Top of RAW DATA

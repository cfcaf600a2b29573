//! Auth request/response payloads and identity types.

use serde::{Deserialize, Serialize};

/// Role reported by the profile endpoint.
#[derive(Debug, Clone, Copy, PartialEq, Eq, Serialize, Deserialize, Default)]
#[serde(rename_all = "lowercase")]
pub enum Role {
    #[default]
    User,
    Admin,
}

impl Role {
    pub fn is_admin(&self) -> bool {
        matches!(self, Role::Admin)
    }
}

/// `POST /auth/login` request body.
#[derive(Debug, Clone, Serialize, Deserialize)]
pub struct LoginRequest {
    pub username_or_email: String,
    pub password: String,
}

/// `POST /auth/login` response body.
#[derive(Debug, Clone, Serialize, Deserialize)]
pub struct TokenResponse {
    pub access_token: String,
    #[serde(default)]
    pub token_type: Option<String>,
}

/// `POST /auth/register` request body.
#[derive(Debug, Clone, Serialize, Deserialize)]
pub struct RegisterRequest {
    pub username: String,
    pub email: String,
    pub password: String,
}

/// `POST /auth/register` response body.
#[derive(Debug, Clone, Serialize, Deserialize)]
pub struct RegisterResponse {
    #[serde(default)]
    pub message: Option<String>,
    #[serde(default)]
    pub user_id: Option<i64>,
}

/// `GET /auth/profile` response body.
#[derive(Debug, Clone, Serialize, Deserialize)]
pub struct Profile {
    #[serde(default)]
    pub id: Option<i64>,
    pub username: String,
    #[serde(default)]
    pub email: Option<String>,
    #[serde(default)]
    pub role: Role,
    #[serde(default)]
    pub created_at: Option<String>,
}

/// `GET /admin/users` response body - aggregate user count.
#[derive(Debug, Clone, Serialize, Deserialize)]
pub struct UsersTotal {
    #[serde(default)]
    pub total: u64,
}

#[cfg(test)]
mod tests {
    use super::*;

    #[test]
    fn test_role_parses_lowercase() {
        let role: Role = serde_json::from_str("\"admin\"").unwrap();
        assert!(role.is_admin());
        let role: Role = serde_json::from_str("\"user\"").unwrap();
        assert!(!role.is_admin());
    }

    #[test]
    fn test_profile_defaults_role_to_user() {
        let profile: Profile =
            serde_json::from_str(r#"{"username": "john", "email": "j@demo.com"}"#).unwrap();
        assert_eq!(profile.role, Role::User);
    }

    #[test]
    fn test_token_response_ignores_extra_fields() {
        let body: TokenResponse =
            serde_json::from_str(r#"{"access_token": "abc", "token_type": "bearer"}"#).unwrap();
        assert_eq!(body.access_token, "abc");
    }
}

Bottom of RAW DATA

**WHAT THE TASK ASKS**
In the data above, start at the line that has "matches!(self, Role::Admin)", stop after the line that has "pub struct TokenResponse", and print every line in between exactly as it stands.

**REPLY TO THE EXERCISE**
        matches!(self, Role::Admin)
    }
}

/// `POST /auth/login` request body.
#[derive(Debug, Clone, Serialize, Deserialize)]
pub struct LoginRequest {
    pub username_or_email: String,
    pub password: String,
}

/// `POST /auth/login` response body.
#[derive(Debug, Clone, Serialize, Deserialize)]
pub struct TokenResponse {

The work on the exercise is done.